2009-04-12 Thread Steven D'Aprano
On Mon, 13 Apr 2009 00:21:34 +0200, Ryniek90 wrote:

> When i wanted to send an .iso file of 4GB length, i had traceback:
> "OverflowError: requested number of bytes is more than a Python string
> can hold"
> 
> Sockets are being used in every network app, i.e: p2p progs (like
> BitTorrent), and exchanged data is often bigger than 4GB.

But they don't transfer the entire file as ONE packet. Split your data 
into smaller packets. I don't know what a good size for each packet would 
be, but if I were doing this, I'd probably start with 4096 or 8192 
*bytes*.

http://www.amk.ca/python/howto/sockets/


> So why i've 
> had that Traceback? How many number of bytes Python string can hold?

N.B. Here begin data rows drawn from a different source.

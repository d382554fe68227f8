//! Closed-form references: Black-Scholes-Merton with greeks for European
//! options and Black's formula for caplets and floorlets.
//!
//! The numerical engines are tested against these.

use crate::instruments::{CapFloorArgs, VanillaOptionArgs};
use crate::results::{OptionResults, PricingEngine, PricingResults};
use qn_core::{ensure, errors::Result, ExerciseType, OptionType, Rate, Real, Time, Volatility};
use qn_math::{black_formula, normal_cdf, normal_pdf};
use qn_methods::lattice::CapFloorType;
use qn_processes::GeneralizedBlackScholesProcess;
use qn_termstructures::YieldTermStructure;
use std::sync::Arc;
use tracing::debug;

/// Price and sensitivities of a European option.
#[derive(Debug, Clone, Copy, Default, PartialEq)]
pub struct BlackScholesGreeks {
    /// Present value.
    pub value: Real,
    /// `∂V/∂S`.
    pub delta: Real,
    /// `∂²V/∂S²`.
    pub gamma: Real,
    /// `∂V/∂σ`, per unit of volatility.
    pub vega: Real,
    /// `∂V/∂t`, per year.
    pub theta: Real,
    /// `∂V/∂r`, per unit of rate.
    pub rho: Real,
}

/// Black-Scholes-Merton price with greeks for continuously compounded
/// `risk_free_rate` and `dividend_yield`.
///
/// $$C = S e^{-qT} N(d_1) - K e^{-rT} N(d_2)$$
///
/// Expired options are worth their intrinsic value; a vanishing variance
/// gives the discounted intrinsic value of the forward.
pub fn black_scholes_price(
    option_type: OptionType,
    spot: Real,
    strike: Real,
    risk_free_rate: Rate,
    dividend_yield: Rate,
    volatility: Volatility,
    time_to_expiry: Time,
) -> BlackScholesGreeks {
    let phi = option_type.sign();
    let t = time_to_expiry;
    if t <= 0.0 {
        let value = (phi * (spot - strike)).max(0.0);
        let delta = if value > 0.0 { phi } else { 0.0 };
        return BlackScholesGreeks {
            value,
            delta,
            ..BlackScholesGreeks::default()
        };
    }

    let (r, q, sigma) = (risk_free_rate, dividend_yield, volatility);
    let sqrt_t = t.sqrt();
    let std_dev = sigma * sqrt_t;
    let df_r = (-r * t).exp();
    let df_q = (-q * t).exp();
    let forward = spot * ((r - q) * t).exp();

    let (d1, d2) = if std_dev > 1e-15 {
        let d1 = ((spot / strike).ln() + (r - q + 0.5 * sigma * sigma) * t) / std_dev;
        (d1, d1 - std_dev)
    } else {
        let big = if forward > strike { 1e15 } else { -1e15 };
        (big, big)
    };

    let nd1 = normal_cdf(phi * d1);
    let nd2 = normal_cdf(phi * d2);
    let npd1 = normal_pdf(d1);
    let (gamma, vega, decay) = if std_dev > 1e-15 {
        (
            df_q * npd1 / (spot * std_dev),
            spot * df_q * npd1 * sqrt_t,
            -(spot * df_q * npd1 * sigma) / (2.0 * sqrt_t),
        )
    } else {
        (0.0, 0.0, 0.0)
    };

    BlackScholesGreeks {
        value: phi * (spot * df_q * nd1 - strike * df_r * nd2),
        delta: phi * df_q * nd1,
        gamma,
        vega,
        theta: decay - phi * r * strike * df_r * nd2 + phi * q * spot * df_q * nd1,
        rho: phi * strike * t * df_r * nd2,
    }
}

/// Theta implied by the Black-Scholes PDE from value, delta and gamma.
pub fn black_scholes_theta(
    process: &GeneralizedBlackScholesProcess,
    maturity: Time,
    strike: Real,
    value: Real,
    delta: Real,
    gamma: Real,
) -> Real {
    let r = process.risk_free_rate().zero_rate(maturity);
    let q = process.dividend_yield().zero_rate(maturity);
    let vol = process.black_volatility().black_vol(maturity, strike);
    let s = process.spot();
    r * value - (r - q) * s * delta - 0.5 * vol * vol * s * s * gamma
}

/// European vanilla options under Black-Scholes-Merton.
#[derive(Debug, Clone)]
pub struct AnalyticEuropeanEngine {
    process: Arc<GeneralizedBlackScholesProcess>,
}

impl AnalyticEuropeanEngine {
    /// Engine on `process`.
    pub fn new(process: Arc<GeneralizedBlackScholesProcess>) -> Self {
        Self { process }
    }
}

impl PricingEngine<VanillaOptionArgs> for AnalyticEuropeanEngine {
    type Results = OptionResults;

    fn calculate(&self, args: &VanillaOptionArgs) -> Result<OptionResults> {
        ensure!(
            args.exercise.exercise_type() == ExerciseType::European,
            "not a European option"
        );
        ensure!(args.payoff.name() == "Vanilla", "{} payoff not supported", args.payoff.name());
        let t = args.exercise.last_time();
        let strike = args.strike();
        let greeks = black_scholes_price(
            args.option_type(),
            self.process.spot(),
            strike,
            self.process.risk_free_rate().zero_rate(t),
            self.process.dividend_yield().zero_rate(t),
            self.process.black_volatility().black_vol(t, strike),
            t,
        );
        Ok(OptionResults {
            value: greeks.value,
            delta: Some(greeks.delta),
            gamma: Some(greeks.gamma),
            theta: Some(greeks.theta),
            error_estimate: None,
        })
    }
}

// ── Caplets ──────────────────────────────────────────────────────────────────

/// Black price of a caplet (call) or floorlet (put) on `forward` fixing at
/// `fixing_time` and paid with `discount` over an accrual `accrual`.
pub fn black_caplet(
    option_type: OptionType,
    forward: Rate,
    strike: Rate,
    volatility: Volatility,
    fixing_time: Time,
    accrual: Time,
    discount: Real,
) -> Real {
    let std_dev = volatility * fixing_time.max(0.0).sqrt();
    accrual * black_formula(option_type, strike, forward, std_dev, discount)
}

/// Caps, floors and collars with a flat Black volatility.
#[derive(Debug, Clone)]
pub struct BlackCapFloorEngine {
    curve: Arc<dyn YieldTermStructure>,
    volatility: Volatility,
}

impl BlackCapFloorEngine {
    /// Engine forecasting and discounting on `curve`.
    pub fn new(curve: Arc<dyn YieldTermStructure>, volatility: Volatility) -> Result<Self> {
        ensure!(volatility >= 0.0, "negative volatility {volatility}");
        Ok(Self { curve, volatility })
    }

    fn optionlet(
        &self,
        args: &CapFloorArgs,
        i: usize,
        option_type: OptionType,
        strike: Rate,
    ) -> Real {
        let p = &args.periods;
        let (start, end, tau) = (p.start_times[i], p.end_times[i], p.accrual_times[i]);
        let forward = (self.curve.discount(start) / self.curve.discount(end) - 1.0) / tau;
        let gearing = p.gearings[i];
        p.nominals[i]
            * gearing
            * black_caplet(
                option_type,
                forward,
                strike / gearing,
                self.volatility,
                start,
                tau,
                self.curve.discount(end),
            )
    }
}

impl PricingEngine<CapFloorArgs> for BlackCapFloorEngine {
    type Results = PricingResults;

    fn calculate(&self, args: &CapFloorArgs) -> Result<PricingResults> {
        ensure!(!args.is_empty(), "no cap/floor periods given");
        let mut cap = 0.0;
        let mut floor = 0.0;
        for i in 0..args.len() {
            if args.kind != CapFloorType::Floor {
                cap += self.optionlet(args, i, OptionType::Call, args.periods.cap_rates[i]);
            }
            if args.kind != CapFloorType::Cap {
                floor += self.optionlet(args, i, OptionType::Put, args.periods.floor_rates[i]);
            }
        }
        debug!(kind = ?args.kind, cap, floor, "black cap/floor");
        let npv = match args.kind {
            CapFloorType::Cap => cap,
            CapFloorType::Floor => floor,
            CapFloorType::Collar => cap - floor,
        };
        Ok(PricingResults::from_npv(npv))
    }
}

#[cfg(test)]
mod tests {
    use super::*;
    use approx::assert_abs_diff_eq;
    use proptest::prelude::*;
    use qn_core::Exercise;
    use qn_termstructures::{BlackConstantVol, FlatForward};

    #[test]
    fn call_price_and_greeks() {
        let g = black_scholes_price(OptionType::Call, 100.0, 100.0, 0.05, 0.0, 0.20, 1.0);
        assert_abs_diff_eq!(g.value, 10.4506, epsilon = 1e-4);
        assert!(g.delta > 0.5 && g.delta < 0.8);
        assert!(g.gamma > 0.0 && g.vega > 0.0 && g.rho > 0.0);
        assert!(g.theta < 0.0);
    }

    #[test]
    fn put_call_parity_with_dividends() {
        let (s, k, r, q, sigma, t) = (100.0, 105.0, 0.08, 0.03, 0.25, 0.5);
        let call = black_scholes_price(OptionType::Call, s, k, r, q, sigma, t);
        let put = black_scholes_price(OptionType::Put, s, k, r, q, sigma, t);
        let forward_value = s * (-q * t).exp() - k * (-r * t).exp();
        assert_abs_diff_eq!(call.value - put.value, forward_value, epsilon = 1e-10);
        assert_abs_diff_eq!(call.delta - put.delta, (-q * t).exp(), epsilon = 1e-12);
        assert_abs_diff_eq!(call.gamma, put.gamma, epsilon = 1e-12);
    }

    #[test]
    fn greeks_match_finite_differences() {
        let price =
            |s: Real, t: Real| black_scholes_price(OptionType::Put, s, 95.0, 0.04, 0.01, 0.3, t);
        let g = price(100.0, 0.75);
        let h = 1e-3;
        let delta = (price(100.0 + h, 0.75).value - price(100.0 - h, 0.75).value) / (2.0 * h);
        let gamma = (price(100.0 + h, 0.75).value - 2.0 * g.value + price(100.0 - h, 0.75).value)
            / (h * h);
        // theta is the derivative in calendar time: −∂V/∂T
        let theta = -(price(100.0, 0.75 + h).value - price(100.0, 0.75 - h).value) / (2.0 * h);
        assert_abs_diff_eq!(g.delta, delta, epsilon = 1e-6);
        assert_abs_diff_eq!(g.gamma, gamma, epsilon = 1e-4);
        assert_abs_diff_eq!(g.theta, theta, epsilon = 1e-5);
    }

    #[test]
    fn zero_vol_and_expired_options_are_intrinsic() {
        let g = black_scholes_price(OptionType::Call, 100.0, 95.0, 0.05, 0.0, 0.0, 1.0);
        assert_abs_diff_eq!(g.value, 100.0 - 95.0 * (-0.05_f64).exp(), epsilon = 1e-12);
        let expired = black_scholes_price(OptionType::Put, 90.0, 100.0, 0.05, 0.0, 0.2, 0.0);
        assert_eq!(expired.value, 10.0);
        assert_eq!(expired.delta, -1.0);
    }

    #[test]
    fn engine_reads_the_process_and_theta_matches_the_pde() {
        let process = Arc::new(GeneralizedBlackScholesProcess::new(
            100.0,
            Arc::new(FlatForward::new(0.05)),
            Arc::new(FlatForward::new(0.02)),
            Arc::new(BlackConstantVol::new(0.25)),
        ));
        let engine = AnalyticEuropeanEngine::new(Arc::clone(&process));
        let args =
            VanillaOptionArgs::vanilla(OptionType::Call, 110.0, Exercise::european(2.0).unwrap())
                .unwrap();
        let results = engine.calculate(&args).unwrap();
        let direct = black_scholes_price(OptionType::Call, 100.0, 110.0, 0.05, 0.02, 0.25, 2.0);
        assert_abs_diff_eq!(results.value, direct.value, epsilon = 1e-12);
        let (delta, gamma) = (results.delta.unwrap(), results.gamma.unwrap());
        let theta = black_scholes_theta(&process, 2.0, 110.0, results.value, delta, gamma);
        assert_abs_diff_eq!(results.theta.unwrap(), theta, epsilon = 1e-10);

        let american = VanillaOptionArgs::vanilla(
            OptionType::Call,
            110.0,
            Exercise::american(0.0, 2.0).unwrap(),
        )
        .unwrap();
        assert!(engine.calculate(&american).is_err());
    }

    #[test]
    fn collar_is_cap_minus_floor() {
        let curve: Arc<dyn YieldTermStructure> = Arc::new(FlatForward::new(0.05));
        let engine = BlackCapFloorEngine::new(curve, 0.2).unwrap();
        let npv = |kind| {
            let args =
                CapFloorArgs::regular(kind, 100.0, 0.5, 3.0, 0.5, Some(0.05), Some(0.04)).unwrap();
            engine.calculate(&args).unwrap().npv
        };
        let (cap, floor, collar) =
            (npv(CapFloorType::Cap), npv(CapFloorType::Floor), npv(CapFloorType::Collar));
        assert!(cap > floor && floor > 0.0);
        assert_abs_diff_eq!(collar, cap - floor, epsilon = 1e-12);
    }

    #[test]
    fn at_the_money_cap_minus_floor_is_a_swap() {
        // cap − floor at the same strike pays the forward minus the strike
        let curve: Arc<dyn YieldTermStructure> = Arc::new(FlatForward::new(0.05));
        let engine = BlackCapFloorEngine::new(Arc::clone(&curve), 0.3).unwrap();
        let k = 0.045;
        let cap =
            CapFloorArgs::regular(CapFloorType::Cap, 1.0, 1.0, 4.0, 0.5, Some(k), None).unwrap();
        let floor =
            CapFloorArgs::regular(CapFloorType::Floor, 1.0, 1.0, 4.0, 0.5, None, Some(k)).unwrap();
        let swap: Real = cap
            .periods
            .start_times
            .iter()
            .zip(&cap.periods.end_times)
            .map(|(&s, &e)| curve.discount(s) - curve.discount(e) - k * (e - s) * curve.discount(e))
            .sum();
        let diff = engine.calculate(&cap).unwrap().npv - engine.calculate(&floor).unwrap().npv;
        assert_abs_diff_eq!(diff, swap, epsilon = 1e-12);
    }

    proptest! {
        #[test]
        fn put_call_parity_holds(
            spot in 50.0f64..150.0,
            strike in 50.0f64..150.0,
            r in -0.02f64..0.10,
            q in 0.0f64..0.06,
            vol in 0.05f64..0.8,
            t in 0.05f64..5.0,
        ) {
            let call = black_scholes_price(OptionType::Call, spot, strike, r, q, vol, t);
            let put = black_scholes_price(OptionType::Put, spot, strike, r, q, vol, t);
            let forward_value = spot * (-q * t).exp() - strike * (-r * t).exp();
            prop_assert!((call.value - put.value - forward_value).abs() < 1e-9);
            prop_assert!((call.gamma - put.gamma).abs() < 1e-12);
            prop_assert!((call.delta - put.delta - (-q * t).exp()).abs() < 1e-12);
        }
    }
}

The documentation doesn't seem to specify a maximum string length:

http://docs.python.org/library/stdtypes.html

which suggests to me that it will be implementation dependent. However, 
I'd guess that the current CPython implementation will have a hard limit 
of 2**32 bytes (4GB), and a soft limit on the amount of memory that you 
have. You're trying to create a single, continuous block of memory 4GB in 
size! Unless you've got *at least* 4GB of RAM, this is impossible even in 
principle, and in practice you need more than that to allow for the 
overhead of the operating system, Python, and any other applications you 
have running.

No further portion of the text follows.